Exercise requirements: Both the line below containing "pub struct SqliteLeaveStore<'c>" and the line containing "Ok(queries::directory::find_employee(self.conn, id)?)", along with every line between them, should be repeated exactly; no other line belongs in the answer.

----- Available data -----

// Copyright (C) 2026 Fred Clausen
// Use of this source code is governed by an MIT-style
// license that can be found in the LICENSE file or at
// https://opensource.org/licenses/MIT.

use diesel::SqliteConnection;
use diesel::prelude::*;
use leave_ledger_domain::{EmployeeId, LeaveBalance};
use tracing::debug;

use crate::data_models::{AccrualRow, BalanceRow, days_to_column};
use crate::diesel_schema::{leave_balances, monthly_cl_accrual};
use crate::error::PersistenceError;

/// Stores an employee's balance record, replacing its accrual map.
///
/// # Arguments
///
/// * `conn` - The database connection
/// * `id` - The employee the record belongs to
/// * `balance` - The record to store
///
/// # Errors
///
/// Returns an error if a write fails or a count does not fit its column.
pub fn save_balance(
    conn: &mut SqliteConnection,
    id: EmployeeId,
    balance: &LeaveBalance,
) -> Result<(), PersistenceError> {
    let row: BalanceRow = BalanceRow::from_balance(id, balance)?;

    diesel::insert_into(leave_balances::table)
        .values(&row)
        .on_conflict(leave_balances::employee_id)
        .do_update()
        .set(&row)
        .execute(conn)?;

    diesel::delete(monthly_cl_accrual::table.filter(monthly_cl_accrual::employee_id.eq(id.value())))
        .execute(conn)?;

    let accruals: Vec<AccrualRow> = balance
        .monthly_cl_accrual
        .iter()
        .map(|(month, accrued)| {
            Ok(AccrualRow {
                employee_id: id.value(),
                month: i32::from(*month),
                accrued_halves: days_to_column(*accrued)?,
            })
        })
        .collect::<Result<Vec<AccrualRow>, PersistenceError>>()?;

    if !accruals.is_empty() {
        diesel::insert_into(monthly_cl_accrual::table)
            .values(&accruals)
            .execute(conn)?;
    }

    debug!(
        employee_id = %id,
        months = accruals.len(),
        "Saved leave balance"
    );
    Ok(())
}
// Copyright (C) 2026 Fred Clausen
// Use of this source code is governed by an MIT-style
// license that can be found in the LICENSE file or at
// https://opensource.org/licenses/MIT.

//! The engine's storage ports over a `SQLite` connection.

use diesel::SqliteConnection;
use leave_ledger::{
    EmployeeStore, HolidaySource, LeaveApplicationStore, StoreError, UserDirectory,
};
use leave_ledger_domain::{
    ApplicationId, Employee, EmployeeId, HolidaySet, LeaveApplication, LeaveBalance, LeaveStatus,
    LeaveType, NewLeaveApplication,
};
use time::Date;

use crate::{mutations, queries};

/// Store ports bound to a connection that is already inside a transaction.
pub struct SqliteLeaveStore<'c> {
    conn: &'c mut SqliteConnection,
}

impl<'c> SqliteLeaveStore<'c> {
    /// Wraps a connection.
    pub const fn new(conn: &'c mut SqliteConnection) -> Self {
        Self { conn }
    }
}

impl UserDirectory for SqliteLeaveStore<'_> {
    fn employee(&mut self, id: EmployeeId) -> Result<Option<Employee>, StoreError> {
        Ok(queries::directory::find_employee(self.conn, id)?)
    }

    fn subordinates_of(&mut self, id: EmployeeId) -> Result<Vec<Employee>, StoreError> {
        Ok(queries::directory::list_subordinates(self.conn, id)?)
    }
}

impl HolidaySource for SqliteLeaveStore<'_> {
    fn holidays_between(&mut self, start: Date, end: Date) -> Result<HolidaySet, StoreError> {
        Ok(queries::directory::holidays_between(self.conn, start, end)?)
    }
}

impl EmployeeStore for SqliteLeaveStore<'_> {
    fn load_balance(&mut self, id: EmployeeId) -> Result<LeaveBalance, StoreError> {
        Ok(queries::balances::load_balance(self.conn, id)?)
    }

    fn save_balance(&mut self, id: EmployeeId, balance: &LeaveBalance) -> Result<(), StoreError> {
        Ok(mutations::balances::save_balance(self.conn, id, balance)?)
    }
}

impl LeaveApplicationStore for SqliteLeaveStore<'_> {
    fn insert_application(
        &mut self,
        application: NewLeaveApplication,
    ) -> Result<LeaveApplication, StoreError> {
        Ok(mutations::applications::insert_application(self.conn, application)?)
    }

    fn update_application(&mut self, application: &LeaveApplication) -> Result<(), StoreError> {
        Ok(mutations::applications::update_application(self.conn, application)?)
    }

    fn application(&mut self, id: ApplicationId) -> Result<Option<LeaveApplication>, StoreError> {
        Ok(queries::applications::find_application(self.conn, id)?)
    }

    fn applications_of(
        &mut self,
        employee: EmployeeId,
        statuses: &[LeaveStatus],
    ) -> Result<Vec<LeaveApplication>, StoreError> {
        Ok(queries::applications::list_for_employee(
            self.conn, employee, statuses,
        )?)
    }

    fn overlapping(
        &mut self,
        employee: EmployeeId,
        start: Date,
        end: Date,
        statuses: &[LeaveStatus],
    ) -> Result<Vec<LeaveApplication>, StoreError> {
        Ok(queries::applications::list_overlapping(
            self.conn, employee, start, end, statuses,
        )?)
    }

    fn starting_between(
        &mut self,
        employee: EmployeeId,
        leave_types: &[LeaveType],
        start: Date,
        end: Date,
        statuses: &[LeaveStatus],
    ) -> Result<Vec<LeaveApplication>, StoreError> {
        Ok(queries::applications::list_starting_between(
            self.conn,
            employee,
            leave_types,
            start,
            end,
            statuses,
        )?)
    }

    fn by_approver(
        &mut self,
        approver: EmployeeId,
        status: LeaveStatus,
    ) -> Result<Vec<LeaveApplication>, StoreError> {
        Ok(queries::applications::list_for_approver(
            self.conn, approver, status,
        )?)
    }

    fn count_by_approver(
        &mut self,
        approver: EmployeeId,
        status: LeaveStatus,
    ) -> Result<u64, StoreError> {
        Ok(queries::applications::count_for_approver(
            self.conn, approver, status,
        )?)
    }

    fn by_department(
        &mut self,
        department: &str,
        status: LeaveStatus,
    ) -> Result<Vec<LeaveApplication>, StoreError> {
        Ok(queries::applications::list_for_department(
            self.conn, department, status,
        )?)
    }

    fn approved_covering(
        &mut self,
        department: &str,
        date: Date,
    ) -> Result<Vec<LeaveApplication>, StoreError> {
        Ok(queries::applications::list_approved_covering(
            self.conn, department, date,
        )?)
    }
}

-----
----- Available data -----

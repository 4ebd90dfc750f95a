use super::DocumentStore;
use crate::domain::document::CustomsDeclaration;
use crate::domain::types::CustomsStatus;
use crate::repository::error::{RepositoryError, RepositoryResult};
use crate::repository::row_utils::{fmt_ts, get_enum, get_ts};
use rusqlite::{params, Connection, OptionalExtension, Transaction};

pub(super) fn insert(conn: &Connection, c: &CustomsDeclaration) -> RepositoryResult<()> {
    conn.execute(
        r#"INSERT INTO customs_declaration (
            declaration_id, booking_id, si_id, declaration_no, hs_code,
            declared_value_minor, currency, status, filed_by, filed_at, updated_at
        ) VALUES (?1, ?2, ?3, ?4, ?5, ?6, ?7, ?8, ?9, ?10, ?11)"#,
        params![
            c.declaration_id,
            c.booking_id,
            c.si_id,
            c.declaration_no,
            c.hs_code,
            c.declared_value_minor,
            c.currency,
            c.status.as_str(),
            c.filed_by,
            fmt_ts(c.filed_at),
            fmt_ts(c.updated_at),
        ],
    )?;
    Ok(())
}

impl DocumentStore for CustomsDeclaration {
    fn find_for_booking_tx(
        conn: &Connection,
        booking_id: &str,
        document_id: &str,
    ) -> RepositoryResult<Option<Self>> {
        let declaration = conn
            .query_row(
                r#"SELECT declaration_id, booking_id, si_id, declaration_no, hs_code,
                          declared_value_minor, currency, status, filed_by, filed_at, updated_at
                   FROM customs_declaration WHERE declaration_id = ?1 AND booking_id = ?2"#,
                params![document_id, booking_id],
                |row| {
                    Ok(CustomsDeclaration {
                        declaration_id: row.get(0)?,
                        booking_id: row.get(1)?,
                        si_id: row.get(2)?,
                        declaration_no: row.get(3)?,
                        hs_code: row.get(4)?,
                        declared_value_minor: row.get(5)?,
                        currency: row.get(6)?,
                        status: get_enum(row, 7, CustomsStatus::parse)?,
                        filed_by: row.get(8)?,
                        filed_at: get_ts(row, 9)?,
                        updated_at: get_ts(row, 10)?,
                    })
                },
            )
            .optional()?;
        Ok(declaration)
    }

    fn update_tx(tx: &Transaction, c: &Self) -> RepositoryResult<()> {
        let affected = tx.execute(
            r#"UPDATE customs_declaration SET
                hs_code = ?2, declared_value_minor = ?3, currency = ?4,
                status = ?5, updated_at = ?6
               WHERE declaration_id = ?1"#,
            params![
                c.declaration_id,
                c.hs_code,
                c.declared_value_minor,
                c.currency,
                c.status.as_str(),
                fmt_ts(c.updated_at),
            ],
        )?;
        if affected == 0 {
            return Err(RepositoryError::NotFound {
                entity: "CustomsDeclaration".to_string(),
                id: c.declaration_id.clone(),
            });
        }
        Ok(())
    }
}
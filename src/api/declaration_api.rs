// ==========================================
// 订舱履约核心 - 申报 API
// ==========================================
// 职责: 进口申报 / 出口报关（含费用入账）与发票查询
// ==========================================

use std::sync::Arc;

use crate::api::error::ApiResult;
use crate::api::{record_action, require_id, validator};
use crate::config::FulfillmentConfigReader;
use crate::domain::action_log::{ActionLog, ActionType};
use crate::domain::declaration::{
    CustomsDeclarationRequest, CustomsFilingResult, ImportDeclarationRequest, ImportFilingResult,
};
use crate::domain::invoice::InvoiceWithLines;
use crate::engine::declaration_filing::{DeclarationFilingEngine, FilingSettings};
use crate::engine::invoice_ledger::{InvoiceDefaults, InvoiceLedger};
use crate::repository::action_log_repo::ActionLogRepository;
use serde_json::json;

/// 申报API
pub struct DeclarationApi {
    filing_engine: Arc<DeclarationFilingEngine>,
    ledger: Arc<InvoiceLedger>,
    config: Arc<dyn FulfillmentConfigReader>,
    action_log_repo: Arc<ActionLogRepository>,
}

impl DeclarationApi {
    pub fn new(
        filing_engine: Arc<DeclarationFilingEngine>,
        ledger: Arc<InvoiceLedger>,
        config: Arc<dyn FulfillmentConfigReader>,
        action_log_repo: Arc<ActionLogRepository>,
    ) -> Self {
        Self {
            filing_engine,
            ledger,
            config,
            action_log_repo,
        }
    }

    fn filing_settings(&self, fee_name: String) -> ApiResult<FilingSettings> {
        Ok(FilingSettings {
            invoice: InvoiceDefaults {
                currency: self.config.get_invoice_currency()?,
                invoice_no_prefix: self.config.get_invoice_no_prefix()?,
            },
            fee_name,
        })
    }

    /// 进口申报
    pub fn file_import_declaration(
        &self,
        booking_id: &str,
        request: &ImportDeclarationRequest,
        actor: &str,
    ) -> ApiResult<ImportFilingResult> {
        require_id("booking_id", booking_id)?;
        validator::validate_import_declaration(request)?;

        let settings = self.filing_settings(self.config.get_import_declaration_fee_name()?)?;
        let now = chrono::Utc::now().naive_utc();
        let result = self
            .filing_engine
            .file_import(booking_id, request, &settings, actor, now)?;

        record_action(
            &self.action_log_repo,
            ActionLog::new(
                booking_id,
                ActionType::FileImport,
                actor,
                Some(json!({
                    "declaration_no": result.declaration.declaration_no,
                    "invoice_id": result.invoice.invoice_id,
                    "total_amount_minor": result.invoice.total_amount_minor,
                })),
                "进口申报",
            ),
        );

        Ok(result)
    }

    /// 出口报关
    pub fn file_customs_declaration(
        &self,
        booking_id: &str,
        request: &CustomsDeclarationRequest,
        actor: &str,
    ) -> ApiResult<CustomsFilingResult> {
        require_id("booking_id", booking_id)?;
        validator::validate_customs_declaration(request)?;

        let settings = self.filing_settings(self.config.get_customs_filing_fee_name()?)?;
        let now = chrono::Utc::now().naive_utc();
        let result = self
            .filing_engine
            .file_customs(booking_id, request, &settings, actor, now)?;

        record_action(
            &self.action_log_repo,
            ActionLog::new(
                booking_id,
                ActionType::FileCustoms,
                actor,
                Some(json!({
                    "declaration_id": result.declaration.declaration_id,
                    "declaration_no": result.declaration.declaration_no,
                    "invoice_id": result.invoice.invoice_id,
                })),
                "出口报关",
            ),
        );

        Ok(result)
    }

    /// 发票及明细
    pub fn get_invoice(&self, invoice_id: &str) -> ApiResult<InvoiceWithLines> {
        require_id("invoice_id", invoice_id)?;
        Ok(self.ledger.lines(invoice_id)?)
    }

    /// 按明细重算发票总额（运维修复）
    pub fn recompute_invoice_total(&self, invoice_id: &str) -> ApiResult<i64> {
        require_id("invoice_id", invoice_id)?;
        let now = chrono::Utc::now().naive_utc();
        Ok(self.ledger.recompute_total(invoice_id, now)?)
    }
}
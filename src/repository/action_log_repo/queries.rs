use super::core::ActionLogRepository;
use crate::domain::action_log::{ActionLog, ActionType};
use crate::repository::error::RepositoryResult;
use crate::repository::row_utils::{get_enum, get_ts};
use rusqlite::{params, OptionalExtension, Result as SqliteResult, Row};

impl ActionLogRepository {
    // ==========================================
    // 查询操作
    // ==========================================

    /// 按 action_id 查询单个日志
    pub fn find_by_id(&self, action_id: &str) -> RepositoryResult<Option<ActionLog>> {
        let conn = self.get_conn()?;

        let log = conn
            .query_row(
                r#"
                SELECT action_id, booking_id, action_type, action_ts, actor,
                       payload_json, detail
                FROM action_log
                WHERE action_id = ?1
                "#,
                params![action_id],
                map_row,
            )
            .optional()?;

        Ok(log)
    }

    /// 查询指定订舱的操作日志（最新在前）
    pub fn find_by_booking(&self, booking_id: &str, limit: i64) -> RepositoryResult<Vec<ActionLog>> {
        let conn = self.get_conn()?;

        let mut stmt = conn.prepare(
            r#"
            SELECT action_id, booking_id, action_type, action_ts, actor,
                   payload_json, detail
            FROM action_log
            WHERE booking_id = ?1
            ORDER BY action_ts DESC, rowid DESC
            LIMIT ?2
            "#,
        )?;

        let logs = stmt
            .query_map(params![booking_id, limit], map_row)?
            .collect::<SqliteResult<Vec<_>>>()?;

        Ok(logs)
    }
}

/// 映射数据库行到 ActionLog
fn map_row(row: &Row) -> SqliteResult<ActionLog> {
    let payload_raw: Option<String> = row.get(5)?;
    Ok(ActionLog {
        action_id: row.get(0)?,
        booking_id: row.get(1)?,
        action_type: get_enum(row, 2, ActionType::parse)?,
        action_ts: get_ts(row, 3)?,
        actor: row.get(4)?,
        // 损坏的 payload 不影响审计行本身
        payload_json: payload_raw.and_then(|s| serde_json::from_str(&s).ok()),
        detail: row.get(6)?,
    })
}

-----

Solution for this exercise:
pub struct SqliteLeaveStore<'c> {
    conn: &'c mut SqliteConnection,
}

impl<'c> SqliteLeaveStore<'c> {
    /// Wraps a connection.
    pub const fn new(conn: &'c mut SqliteConnection) -> Self {
        Self { conn }
    }
}

impl UserDirectory for SqliteLeaveStore<'_> {
    fn employee(&mut self, id: EmployeeId) -> Result<Option<Employee>, StoreError> {
        Ok(queries::directory::find_employee(self.conn, id)?)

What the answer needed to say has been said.